A valorização da educação como motor de transformação social, a contribuição dos países tropicais e o acesso a meios sustentáveis, com atenção às desigualdades, estão entre os temas esperados nos debates da 30ª Conferência da ONU sobre Mudanças Climáticas (COP 30), que acontece em novembro deste ano, em Belém, no estado do Pará. As expectativas para a discussão dos temas foram apontadas pelos especialistas e embaixadores do Movimento Circular durante a live “Circular Talks Embaixadores”, que abordou o tema “Policrise e a pegada ambiental”, na última quarta-feira (25/06).
Flavio Ribeiro, doutor em Ciências Ambientais pela USP, aponta a necessidade de avançar no reconhecimento da economia circular como ferramenta eficaz na gestão de carbono, além de fortalecer a participação dos países. “Isso já tem acontecido, é factível. Cito, ainda, sobre o reconhecimento da importância da contribuição dos países tropicais para além da conservação florestal nas mudanças climáticas. Temos tantas práticas e saberes que podem servir de exemplo para o mundo e que precisam ser visibilizados”, afirma.
Na mesma linha, ele destaca a importância do Plano Nacional de Economia Circular, promulgado em maio de 2025, especialmente no contexto da conferência. Colaborador na revisão do documento, Flavio defende maior envolvimento da sociedade para que o plano se torne um instrumento de mudança. “Cria-se junto com o plano também uma ideia de governança. A gente precisa lembrar que o consumo é um privilégio, consome quem pode, e falar de consumo sustentável é falar de consumo para quem pode escolher o que consome. Diversas escolhas, então, estarão atreladas à inclusão social e redução das desigualdades”, reforça. Para ele, a educação, ao lado da inovação e da cultura, deve orientar comportamentos e valores no cotidiano em vista da circularidade.
A necessidade de reconhecer os esforços do Brasil nesse cenário é reforçada por Isabela Bonatto, com doutorado e mestrado em Engenharia Ambiental pela Universidade Federal de Santa Catarina e especialista em Gestão de Resíduos. “O Brasil tem que ser valorizado, uma vez que está tentando, ainda mais que a COP será no país”, comenta. Para ela, é essencial que o evento contemple a pluralidade de contextos e saiba equilibrar pressões de diferentes origens, incluindo o capitalismo, as grandes corporações e as realidades locais. “Acredito que a ONU vai ter que balancear diferentes pressões e redistribuir o poder de como fazer para mitigar a pegada ambiental”, ressalta.

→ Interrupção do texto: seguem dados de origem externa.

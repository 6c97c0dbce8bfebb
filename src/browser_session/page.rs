//! Page-level operations on a live chromiumoxide tab
//!
//! Device emulation, navigation, load waiting for the locator and image
//! fetching for the downloader.

use std::time::{Duration, Instant};

use anyhow::{Context, Result};
use async_trait::async_trait;
use base64::Engine;
use base64::engine::general_purpose::STANDARD;
use chromiumoxide::Page;
use chromiumoxide::cdp::browser_protocol::emulation::SetDeviceMetricsOverrideParams;
use chromiumoxide::cdp::browser_protocol::network::{
    EventResponseReceived, GetResponseBodyParams, Headers, SetExtraHttpHeadersParams,
    SetUserAgentOverrideParams,
};
use chromiumoxide::cdp::browser_protocol::page::{
    AddScriptToEvaluateOnNewDocumentParams, EventLifecycleEvent,
};
use futures::StreamExt;
use tracing::{debug, warn};

use super::page_timeout::with_page_timeout;
use crate::banner_locator::RenderedPage;
use crate::banner_locator::js_scripts::{READY_STATE_SCRIPT, WEBDRIVER_STEALTH_SCRIPT};
use crate::extraction::{DeviceProfile, FetchedImage};
use crate::utils::constants::{
    DESKTOP_USER_AGENT, DESKTOP_VIEWPORT, MOBILE_USER_AGENT, MOBILE_VIEWPORT,
};

const READY_POLL_INTERVAL: Duration = Duration::from_millis(100);

/// Extra wait once the document is complete but images are still decoding
const IMAGES_PENDING_GRACE: Duration = Duration::from_millis(500);

/// Lifecycle event emitted when a new document is committed in a frame
const LIFECYCLE_INIT: &str = "init";

/// At most two connections open for 500ms
const NETWORK_IDLE_EVENT: &str = "networkAlmostIdle";

/// Apply the user agent, viewport and stealth script of `profile` to a blank page.
pub async fn emulate_device(page: &Page, profile: DeviceProfile) -> Result<()> {
    let (user_agent, (width, height)) = match profile {
        DeviceProfile::Desktop => (DESKTOP_USER_AGENT, DESKTOP_VIEWPORT),
        DeviceProfile::Mobile => (MOBILE_USER_AGENT, MOBILE_VIEWPORT),
    };

    page.execute(SetUserAgentOverrideParams::new(user_agent))
        .await
        .context("Failed to override user agent")?;

    page.execute(
        SetDeviceMetricsOverrideParams::builder()
            .width(width)
            .height(height)
            .device_scale_factor(1.0)
            .mobile(profile.is_mobile())
            .build()
            .map_err(anyhow::Error::msg)?,
    )
    .await
    .context("Failed to override device metrics")?;

    page.execute(AddScriptToEvaluateOnNewDocumentParams::new(
        WEBDRIVER_STEALTH_SCRIPT,
    ))
    .await
    .context("Failed to install stealth script")?;

    debug!("Emulating {profile} device ({width}x{height})");
    Ok(())
}

/// Navigate to `url`, bounded by `limit`.
pub async fn navigate(page: &Page, url: &str, limit: Duration) -> Result<()> {
    with_page_timeout(
        async {
            page.goto(url)
                .await
                .with_context(|| format!("Failed to navigate to {url}"))?;
            Ok(())
        },
        limit,
        "Navigation",
    )
    .await
}

/// Navigate to `url` and wait until its network is almost idle.
///
/// Loading and idling share the single `limit`; exceeding it is an error.
pub async fn navigate_until_idle(page: &Page, url: &str, limit: Duration) -> Result<()> {
    let mut lifecycle = page
        .event_listener::<EventLifecycleEvent>()
        .await
        .context("Failed to listen for lifecycle events")?;
    let main_frame = page
        .mainframe()
        .await
        .context("Failed to resolve main frame")?
        .map(String::from);
    let mut watch = NetworkIdleWatch::new(main_frame);

    with_page_timeout(
        async {
            page.goto(url)
                .await
                .with_context(|| format!("Failed to navigate to {url}"))?;

            while let Some(event) = lifecycle.next().await {
                if watch.observe(event.frame_id.inner(), &event.name) {
                    debug!("Network almost idle on {url}");
                    return Ok(());
                }
            }
            Err(anyhow::anyhow!("Lifecycle events stopped before {url} went idle"))
        },
        limit,
        "Navigation",
    )
    .await
}

/// Follows the lifecycle events of one main-frame navigation.
#[derive(Debug)]
struct NetworkIdleWatch {
    main_frame: Option<String>,
    committed: bool,
}

impl NetworkIdleWatch {
    fn new(main_frame: Option<String>) -> Self {
        Self {
            main_frame,
            committed: false,
        }
    }

    /// True once the newly committed document reports network idle.
    fn observe(&mut self, frame_id: &str, name: &str) -> bool {
        if self
            .main_frame
            .as_deref()
            .is_some_and(|main| main != frame_id)
        {
            return false;
        }

        match name {
            LIFECYCLE_INIT => {
                self.committed = true;
                false
            }
            NETWORK_IDLE_EVENT => self.committed,
            _ => false,
        }
    }
}

/// Load state reported by the readiness script
#[derive(Debug, Clone, Copy, PartialEq, Eq)]
enum Readiness {
    Loading,
    ImagesPending,
    Ready,
}

impl Readiness {
    fn from_report(report: &serde_json::Value) -> Self {
        let flag = |key: &str| {
            report
                .get(key)
                .and_then(serde_json::Value::as_bool)
                .unwrap_or(false)
        };
        let complete = report.get("readyState").and_then(|v| v.as_str()) == Some("complete");

        match (complete && flag("bodyExists"), flag("imagesLoaded")) {
            (false, _) => Self::Loading,
            (true, false) => Self::ImagesPending,
            (true, true) => Self::Ready,
        }
    }
}

/// Load an image through the page and capture its response body.
///
/// The browser sends `accept` as the Accept header, so whatever encoding the
/// CDN negotiates is returned with its declared content type.
pub async fn fetch_image(
    page: &Page,
    image_url: &str,
    accept: &str,
    limit: Duration,
) -> Result<FetchedImage> {
    page.execute(SetExtraHttpHeadersParams::new(Headers::new(
        serde_json::json!({ "Accept": accept }),
    )))
    .await
    .context("Failed to set Accept header")?;

    let mut responses = page
        .event_listener::<EventResponseReceived>()
        .await
        .context("Failed to listen for network responses")?;

    navigate(page, image_url, limit).await?;

    let event = with_page_timeout(
        async {
            while let Some(event) = responses.next().await {
                let response = &event.response;
                if response.url == image_url || response.mime_type.starts_with("image/") {
                    return Ok(event);
                }
            }
            Err(anyhow::anyhow!("No response received for {image_url}"))
        },
        limit,
        "Image response",
    )
    .await?;

    let status = u16::try_from(event.response.status).unwrap_or(0);
    let content_type = Some(event.response.mime_type.clone()).filter(|mime| !mime.is_empty());

    let body = page
        .execute(GetResponseBodyParams::new(event.request_id.clone()))
        .await
        .context("Failed to read response body")?;

    let bytes = if body.result.base64_encoded {
        STANDARD
            .decode(body.result.body.as_bytes())
            .context("Response body is not valid base64")?
    } else {
        body.result.body.clone().into_bytes()
    };

    debug!(
        "Fetched {image_url}: status {status}, {} bytes, type {:?}",
        bytes.len(),
        content_type
    );

    Ok(FetchedImage {
        status,
        content_type,
        bytes,
    })
}

/// A navigated chromiumoxide page seen through [`RenderedPage`]
pub struct ChromePage<'a> {
    page: &'a Page,
    ready_timeout: Duration,
}

impl<'a> ChromePage<'a> {
    #[must_use]
    pub fn new(page: &'a Page, ready_timeout: Duration) -> Self {
        Self {
            page,
            ready_timeout,
        }
    }

    async fn poll_ready_state(&self) {
        let start = Instant::now();

        loop {
            if start.elapsed() >= self.ready_timeout {
                warn!(
                    "Timeout waiting for page load after {:.1}s, proceeding anyway",
                    self.ready_timeout.as_secs_f64()
                );
                return;
            }

            match self.evaluate(READY_STATE_SCRIPT).await {
                Ok(report) => match Readiness::from_report(&report) {
                    Readiness::Loading => {}
                    Readiness::ImagesPending => {
                        debug!("Document complete, images still loading");
                        tokio::time::sleep(IMAGES_PENDING_GRACE).await;
                        return;
                    }
                    Readiness::Ready => {
                        debug!("Page ready after {:.2}s", start.elapsed().as_secs_f64());
                        return;
                    }
                },
                Err(e) => debug!("Failed to check readyState: {e}, retrying"),
            }

            tokio::time::sleep(READY_POLL_INTERVAL).await;
        }
    }
}

#[async_trait]
impl RenderedPage for ChromePage<'_> {
    async fn wait_for_load(&self, settle_delay: Duration) -> Result<()> {
        self.poll_ready_state().await;
        tokio::time::sleep(settle_delay).await;
        Ok(())
    }

    async fn evaluate(&self, script: &str) -> Result<serde_json::Value> {
        let result = self
            .page
            .evaluate(script)
            .await
            .context("Script evaluation failed")?;
        result
            .into_value::<serde_json::Value>()
            .context("Script returned a non-JSON value")
    }
}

Nesse sentido, a mobilização da sociedade civil também surge como fator essencial. Para a professora Sueli Angelo Furlan, pós-doutora e especialista em Educação Socioambiental pela Universidade de Cádiz, na Espanha, e professora assistente da USP, a participação popular pode impulsionar compromissos mais ousados por parte dos governos. “As conferências da ONU são para o mundo. Será muito positivo se as movimentações sociais, que sempre empurraram a questão ambiental, ocorram, porque vai empurrar os governantes. O contraste poderá ser visto pelo mundo todo, e que isso não termine com a COP”, destaca.

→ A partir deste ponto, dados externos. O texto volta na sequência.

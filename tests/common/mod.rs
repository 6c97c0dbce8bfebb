//! Test doubles shared by the bannerscrape test suite

use std::sync::Mutex;
use std::sync::atomic::{AtomicUsize, Ordering};
use std::time::Duration;

use anyhow::Result;
use async_trait::async_trait;
use tokio::time::Instant;
use bannerscrape::{BannerBackend, BannerCandidate, DeviceProfile, FetchedImage, RenderedPage};

/// What [`FakeBackend::locate_banner`] answers
#[allow(dead_code)]
#[derive(Debug, Clone)]
pub enum LocateOutcome {
    Found(String),
    NotFound,
    Fails(String),
}

/// Backend with canned answers that records every call
#[allow(dead_code)]
pub struct FakeBackend {
    pub locate: LocateOutcome,
    pub fetch: Result<FetchedImage, String>,
    pub locate_calls: AtomicUsize,
    pub fetched_urls: Mutex<Vec<String>>,
    pub accept_headers: Mutex<Vec<String>>,
    /// Time spent rendering before `locate_banner` answers
    pub latency: Duration,
    /// Canonical URL and start time of every locate call
    pub locate_started: Mutex<Vec<(String, Instant)>>,
    pub fetch_finished: Mutex<Vec<Instant>>,
}

#[allow(dead_code)]
impl FakeBackend {
    pub fn new(locate: LocateOutcome, fetch: Result<FetchedImage, String>) -> Self {
        Self {
            locate,
            fetch,
            locate_calls: AtomicUsize::new(0),
            fetched_urls: Mutex::new(Vec::new()),
            accept_headers: Mutex::new(Vec::new()),
            latency: Duration::ZERO,
            locate_started: Mutex::new(Vec::new()),
            fetch_finished: Mutex::new(Vec::new()),
        }
    }

    pub fn with_latency(mut self, latency: Duration) -> Self {
        self.latency = latency;
        self
    }

    /// Finds `banner_url` and serves `bytes` as `content_type`
    pub fn serving(banner_url: &str, content_type: &str, bytes: &[u8]) -> Self {
        Self::new(
            LocateOutcome::Found(banner_url.to_string()),
            Ok(image(200, Some(content_type), bytes)),
        )
    }

    pub fn locate_calls(&self) -> usize {
        self.locate_calls.load(Ordering::SeqCst)
    }

    pub fn fetched_urls(&self) -> Vec<String> {
        self.fetched_urls.lock().unwrap().clone()
    }
}

#[allow(dead_code)]
pub fn image(status: u16, content_type: Option<&str>, bytes: &[u8]) -> FetchedImage {
    FetchedImage {
        status,
        content_type: content_type.map(str::to_string),
        bytes: bytes.to_vec(),
    }
}

#[async_trait]
impl BannerBackend for FakeBackend {
    async fn locate_banner(
        &self,
        canonical_url: &str,
        _profile: DeviceProfile,
    ) -> Result<Option<BannerCandidate>> {
        self.locate_calls.fetch_add(1, Ordering::SeqCst);
        self.locate_started
            .lock()
            .unwrap()
            .push((canonical_url.to_string(), Instant::now()));
        tokio::time::sleep(self.latency).await;
        match &self.locate {
            LocateOutcome::Found(url) => Ok(Some(BannerCandidate::unscored(url.clone()))),
            LocateOutcome::NotFound => Ok(None),
            LocateOutcome::Fails(message) => Err(anyhow::anyhow!(message.clone())),
        }
    }

    async fn fetch_image(
        &self,
        image_url: &str,
        accept: &str,
        _profile: DeviceProfile,
    ) -> Result<FetchedImage> {
        self.fetched_urls.lock().unwrap().push(image_url.to_string());
        self.accept_headers.lock().unwrap().push(accept.to_string());
        self.fetch_finished.lock().unwrap().push(Instant::now());
        self.fetch.clone().map_err(|message| anyhow::anyhow!(message))
    }
}

/// Page that answers every evaluation with a fixed snapshot
#[allow(dead_code)]
pub struct FakePage {
    pub snapshot: serde_json::Value,
    pub waits: Mutex<Vec<Duration>>,
}

#[allow(dead_code)]
impl FakePage {
    pub fn new(snapshot: serde_json::Value) -> Self {
        Self {
            snapshot,
            waits: Mutex::new(Vec::new()),
        }
    }
}

#[async_trait]
impl RenderedPage for FakePage {
    async fn wait_for_load(&self, settle_delay: Duration) -> Result<()> {
        self.waits.lock().unwrap().push(settle_delay);
        Ok(())
    }

    async fn evaluate(&self, _script: &str) -> Result<serde_json::Value> {
        Ok(self.snapshot.clone())
    }
}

Completando as expectativas, Christian Ullmann, Design Industrial, pela Universidade de Buenos Aires – Argentina, e consultor em Design para Economia Circular, enfatiza o simbolismo de a COP30 acontecer em Belém. Para ele, a escolha da Amazônia como sede carrega um peso único no debate climático global. “É importante que a COP aconteça na Amazônia, porque é um dos poucos lugares do mundo onde existem grupos sustentáveis, grupos circulares, com povos originários”, conclui.